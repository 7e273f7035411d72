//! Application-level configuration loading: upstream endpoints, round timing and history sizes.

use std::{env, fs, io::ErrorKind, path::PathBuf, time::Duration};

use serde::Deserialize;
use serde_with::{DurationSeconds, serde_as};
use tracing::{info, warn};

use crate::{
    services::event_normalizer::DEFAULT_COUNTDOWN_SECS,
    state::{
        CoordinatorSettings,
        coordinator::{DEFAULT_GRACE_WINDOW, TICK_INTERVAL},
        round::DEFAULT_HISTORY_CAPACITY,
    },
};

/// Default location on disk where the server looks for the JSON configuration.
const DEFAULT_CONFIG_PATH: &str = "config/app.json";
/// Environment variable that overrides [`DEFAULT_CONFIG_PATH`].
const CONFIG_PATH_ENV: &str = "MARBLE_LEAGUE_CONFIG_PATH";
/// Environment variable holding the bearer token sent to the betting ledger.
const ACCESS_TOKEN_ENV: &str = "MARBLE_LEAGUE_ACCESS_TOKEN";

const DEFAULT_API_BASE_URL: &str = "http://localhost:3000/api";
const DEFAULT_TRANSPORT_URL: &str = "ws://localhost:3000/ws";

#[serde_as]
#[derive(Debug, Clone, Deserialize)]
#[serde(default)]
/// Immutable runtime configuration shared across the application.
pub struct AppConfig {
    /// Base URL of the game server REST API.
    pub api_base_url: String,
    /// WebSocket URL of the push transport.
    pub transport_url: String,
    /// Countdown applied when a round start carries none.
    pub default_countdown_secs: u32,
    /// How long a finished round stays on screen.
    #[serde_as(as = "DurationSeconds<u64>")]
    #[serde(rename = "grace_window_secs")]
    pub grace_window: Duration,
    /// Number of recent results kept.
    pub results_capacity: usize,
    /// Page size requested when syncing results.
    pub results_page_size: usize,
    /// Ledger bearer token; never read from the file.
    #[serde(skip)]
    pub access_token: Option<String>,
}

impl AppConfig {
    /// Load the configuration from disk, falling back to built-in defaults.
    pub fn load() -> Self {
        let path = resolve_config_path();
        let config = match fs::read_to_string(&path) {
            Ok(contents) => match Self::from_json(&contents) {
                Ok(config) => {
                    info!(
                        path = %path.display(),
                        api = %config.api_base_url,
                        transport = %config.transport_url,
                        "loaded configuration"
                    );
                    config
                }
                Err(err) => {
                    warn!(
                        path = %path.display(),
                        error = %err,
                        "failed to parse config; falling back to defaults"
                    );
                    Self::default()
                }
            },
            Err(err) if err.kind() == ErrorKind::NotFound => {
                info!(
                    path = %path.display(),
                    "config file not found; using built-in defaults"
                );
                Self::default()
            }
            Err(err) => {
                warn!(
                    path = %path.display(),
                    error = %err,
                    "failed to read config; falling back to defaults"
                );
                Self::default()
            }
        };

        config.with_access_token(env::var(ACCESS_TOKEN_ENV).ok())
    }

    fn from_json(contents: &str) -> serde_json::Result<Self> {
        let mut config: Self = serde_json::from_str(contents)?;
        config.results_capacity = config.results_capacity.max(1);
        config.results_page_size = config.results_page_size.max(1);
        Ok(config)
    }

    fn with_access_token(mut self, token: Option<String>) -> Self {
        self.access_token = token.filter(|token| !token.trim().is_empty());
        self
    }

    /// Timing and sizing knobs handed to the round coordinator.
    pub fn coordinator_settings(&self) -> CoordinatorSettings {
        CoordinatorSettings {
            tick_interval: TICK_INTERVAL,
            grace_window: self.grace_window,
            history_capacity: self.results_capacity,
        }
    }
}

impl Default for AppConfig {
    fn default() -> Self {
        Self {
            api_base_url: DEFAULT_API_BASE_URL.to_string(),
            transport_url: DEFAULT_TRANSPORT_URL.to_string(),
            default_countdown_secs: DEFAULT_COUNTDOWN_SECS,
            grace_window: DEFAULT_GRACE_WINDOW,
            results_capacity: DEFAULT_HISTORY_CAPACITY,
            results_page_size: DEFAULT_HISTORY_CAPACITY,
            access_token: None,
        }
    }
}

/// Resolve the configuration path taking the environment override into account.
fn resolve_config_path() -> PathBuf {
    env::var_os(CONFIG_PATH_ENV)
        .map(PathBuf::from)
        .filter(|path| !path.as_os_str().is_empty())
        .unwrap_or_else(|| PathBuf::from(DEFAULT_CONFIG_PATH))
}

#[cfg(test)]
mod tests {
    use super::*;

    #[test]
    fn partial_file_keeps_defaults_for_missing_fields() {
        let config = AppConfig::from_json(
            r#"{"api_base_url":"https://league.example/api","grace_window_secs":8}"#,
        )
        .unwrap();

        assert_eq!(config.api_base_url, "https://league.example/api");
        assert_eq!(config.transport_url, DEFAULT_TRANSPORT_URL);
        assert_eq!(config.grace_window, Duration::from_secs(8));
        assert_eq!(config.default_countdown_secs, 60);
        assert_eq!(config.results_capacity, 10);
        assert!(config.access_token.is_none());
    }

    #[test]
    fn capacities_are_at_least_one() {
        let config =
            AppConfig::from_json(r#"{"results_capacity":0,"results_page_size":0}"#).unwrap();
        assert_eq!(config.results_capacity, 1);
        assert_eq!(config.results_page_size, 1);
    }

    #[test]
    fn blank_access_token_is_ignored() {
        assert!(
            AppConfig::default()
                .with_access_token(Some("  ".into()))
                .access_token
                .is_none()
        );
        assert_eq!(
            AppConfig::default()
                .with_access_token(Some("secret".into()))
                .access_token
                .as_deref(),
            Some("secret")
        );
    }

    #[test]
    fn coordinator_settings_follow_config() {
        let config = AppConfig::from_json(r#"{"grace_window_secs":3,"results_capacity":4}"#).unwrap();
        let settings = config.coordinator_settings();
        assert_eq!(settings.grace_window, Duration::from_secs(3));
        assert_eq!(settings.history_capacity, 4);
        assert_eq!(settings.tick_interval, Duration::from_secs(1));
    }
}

----

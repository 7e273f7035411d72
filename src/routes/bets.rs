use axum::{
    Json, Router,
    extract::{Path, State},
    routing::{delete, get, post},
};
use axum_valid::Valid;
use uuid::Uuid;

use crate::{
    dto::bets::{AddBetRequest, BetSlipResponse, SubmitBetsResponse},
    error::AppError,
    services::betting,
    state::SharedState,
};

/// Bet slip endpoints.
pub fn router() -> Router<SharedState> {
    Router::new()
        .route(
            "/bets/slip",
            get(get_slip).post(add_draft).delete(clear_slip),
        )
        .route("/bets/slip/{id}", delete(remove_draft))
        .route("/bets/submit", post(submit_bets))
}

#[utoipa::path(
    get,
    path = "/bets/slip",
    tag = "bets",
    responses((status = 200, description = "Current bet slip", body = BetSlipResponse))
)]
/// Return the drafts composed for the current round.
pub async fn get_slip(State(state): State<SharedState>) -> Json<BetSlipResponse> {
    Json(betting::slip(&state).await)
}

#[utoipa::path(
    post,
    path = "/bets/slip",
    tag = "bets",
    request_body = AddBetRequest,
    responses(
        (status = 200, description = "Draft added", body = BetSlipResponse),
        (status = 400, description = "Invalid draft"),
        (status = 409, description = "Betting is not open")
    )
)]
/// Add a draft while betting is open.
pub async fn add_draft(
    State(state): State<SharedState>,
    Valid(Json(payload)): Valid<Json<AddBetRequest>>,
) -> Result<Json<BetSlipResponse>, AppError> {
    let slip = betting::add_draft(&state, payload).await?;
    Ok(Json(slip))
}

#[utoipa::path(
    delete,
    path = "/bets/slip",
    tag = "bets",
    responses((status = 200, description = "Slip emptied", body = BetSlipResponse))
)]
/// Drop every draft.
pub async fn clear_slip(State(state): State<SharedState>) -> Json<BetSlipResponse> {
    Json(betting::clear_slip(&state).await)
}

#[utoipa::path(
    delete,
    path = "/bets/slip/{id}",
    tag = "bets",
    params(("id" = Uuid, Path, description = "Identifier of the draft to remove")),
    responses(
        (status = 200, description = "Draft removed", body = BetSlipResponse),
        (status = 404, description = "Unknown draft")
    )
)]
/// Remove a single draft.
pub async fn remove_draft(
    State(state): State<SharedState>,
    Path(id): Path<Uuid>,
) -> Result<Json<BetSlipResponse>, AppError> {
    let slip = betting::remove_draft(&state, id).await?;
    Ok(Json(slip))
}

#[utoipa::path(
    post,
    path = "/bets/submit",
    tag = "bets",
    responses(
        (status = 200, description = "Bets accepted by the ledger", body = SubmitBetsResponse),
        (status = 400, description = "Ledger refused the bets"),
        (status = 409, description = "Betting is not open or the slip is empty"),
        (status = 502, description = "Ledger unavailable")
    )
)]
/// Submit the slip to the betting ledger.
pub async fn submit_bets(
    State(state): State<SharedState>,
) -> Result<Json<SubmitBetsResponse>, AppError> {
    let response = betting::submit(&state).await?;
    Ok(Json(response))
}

----

**TO DO:** What is the number of lines in the listing above that contain the word "status"? Reply with that number alone.

**OUTPUT:** 11